Nel primo caso il regime sanzionatorio previsto viene applicato anche nel caso in cui emerga il vizio di nullità per discriminazione o violazione di norme imperative, anche se non espressamente previsto dalla legge.

Nel secondo caso, il nuovo regime sanzionatorio stravolge l’impostazione prevista dalla legge 223/1991. Questa infatti riponeva il massimo della tutela nella procedura sindacale e, nel caso in cui questa fosse stata affetta da vizi, i lavoratori avevano il diritto ad essere reintegrati. Con la nuova disciplina invece si dà luogo ad un regime sanzionatorio meramente indennitario.
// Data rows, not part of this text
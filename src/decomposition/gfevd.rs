//! Per-draw forecast-error variance shares

use crate::var::{impulse_responses, Companion, ShockIdentification};
use nalgebra::DMatrix;
use ndarray::Array3;

/// Variance shares from an impulse-response tensor
///
/// `num[i, j, h] = sum_{l <= h} IRF[i, j, l]^2`, normalised over the shock
/// index j so each (i, h) row sums to one. A row with no variance at all
/// (a variable untouched by every shock) is left at zero.
pub fn variance_shares(irf: &Array3<f64>) -> Array3<f64> {
    let (k, m, horizon) = irf.dim();
    let mut shares = Array3::zeros((k, m, horizon));
    let mut cumulative = vec![0.0; m];
    for i in 0..k {
        cumulative.iter_mut().for_each(|c| *c = 0.0);
        for h in 0..horizon {
            for (j, c) in cumulative.iter_mut().enumerate() {
                *c += irf[[i, j, h]] * irf[[i, j, h]];
            }
            let total: f64 = cumulative.iter().sum();
            if total > 0.0 {
                for (j, c) in cumulative.iter().enumerate() {
                    shares[[i, j, h]] = c / total;
                }
            }
        }
    }
    shares
}

/// Variable x shock x horizon shares of one draw
///
/// With [`ShockIdentification::Generalized`] this is the Lanne-Nyberg
/// generalized decomposition; with `Cholesky` the orthogonalised one.
pub fn draw_shares(
    companion: &Companion,
    sigma: &DMatrix<f64>,
    identification: ShockIdentification,
    horizon: usize,
) -> Array3<f64> {
    let smat = identification.impact_matrix(sigma);
    variance_shares(&impulse_responses(companion, &smat, horizon))
}

#[cfg(test)]
mod tests {
    use super::*;
    use crate::model::{CoefficientLayout, ModelDims, PosteriorDraw};
    use approx::assert_relative_eq;

    fn system() -> (Companion, DMatrix<f64>) {
        let dims = ModelDims::new(3, 1, true, false);
        let coef = DMatrix::from_row_slice(
            3,
            4,
            &[0.5, 0.1, 0.0, 0.2, 0.2, 0.4, 0.1, 0.0, 0.0, 0.3, 0.6, -0.1],
        );
        let draw = PosteriorDraw::new(coef, DMatrix::identity(3, 3), DMatrix::identity(3, 3));
        let sigma = DMatrix::from_row_slice(3, 3, &[1.0, 0.4, 0.2, 0.4, 2.0, 0.3, 0.2, 0.3, 0.5]);
        (Companion::from_draw(&draw, &dims, CoefficientLayout::LagMajor).unwrap(), sigma)
    }

    #[test]
    fn test_generalized_rows_sum_to_one() {
        let (companion, sigma) = system();
        let shares = draw_shares(&companion, &sigma, ShockIdentification::Generalized, 6);
        for i in 0..3 {
            for h in 0..6 {
                let row: f64 = (0..3).map(|j| shares[[i, j, h]]).sum();
                assert_relative_eq!(row, 1.0, epsilon = 1e-12);
            }
        }
    }

    #[test]
    fn test_cholesky_impact_shares() {
        let (companion, sigma) = system();
        let shares = draw_shares(&companion, &sigma, ShockIdentification::Cholesky, 2);
        // First variable is ordered first: all impact variance is its own
        assert_relative_eq!(shares[[0, 0, 0]], 1.0, epsilon = 1e-12);
        assert_relative_eq!(shares[[0, 1, 0]], 0.0, epsilon = 1e-12);
    }

    #[test]
    fn test_zero_variance_row_stays_zero() {
        let mut irf = Array3::zeros((2, 2, 2));
        irf[[0, 0, 0]] = 1.0;
        irf[[0, 1, 1]] = 1.0;
        let shares = variance_shares(&irf);
        assert_eq!(shares[[0, 0, 1]], 0.5);
        assert_eq!(shares[[1, 0, 1]], 0.0);
        assert_eq!(shares[[1, 1, 1]], 0.0);
    }
}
Si crea inoltre una disparità di trattamento tra i lavoratori delle diverse imprese a seconda del fatto che godano o meno della copertura sindacale. Infatti ove esiste una violazione delle procedure e sono presenti le organizzazioni sindacali, queste potranno agire con ricorso per condotta antisindacale, conseguendo, in caso d’esito positivo, la reintegrazione dei lavoratori licenziati. Dove invece le organizzazioni sindacali non sono presenti, i lavoratori avranno eventualmente il diritto ad ottenere un indennizzo economico (Scarpelli, 2012).

Il terzo caso invece è in linea con quanto previsto dalla vecchia normativa per quanto riguarda il carattere sanzionatorio. Le novità vengono introdotte in materia di regime processuale. I lavoratori licenziati che ritengono di essere stati scelti tramite dei criteri sbagliati possono fare ricorso in tribunale tramite un processo accelerato; in questo modo, nel caso in cui la sentenza abbia esito positivo, il dipendente potrà essere reintegrato in tempi rapidi.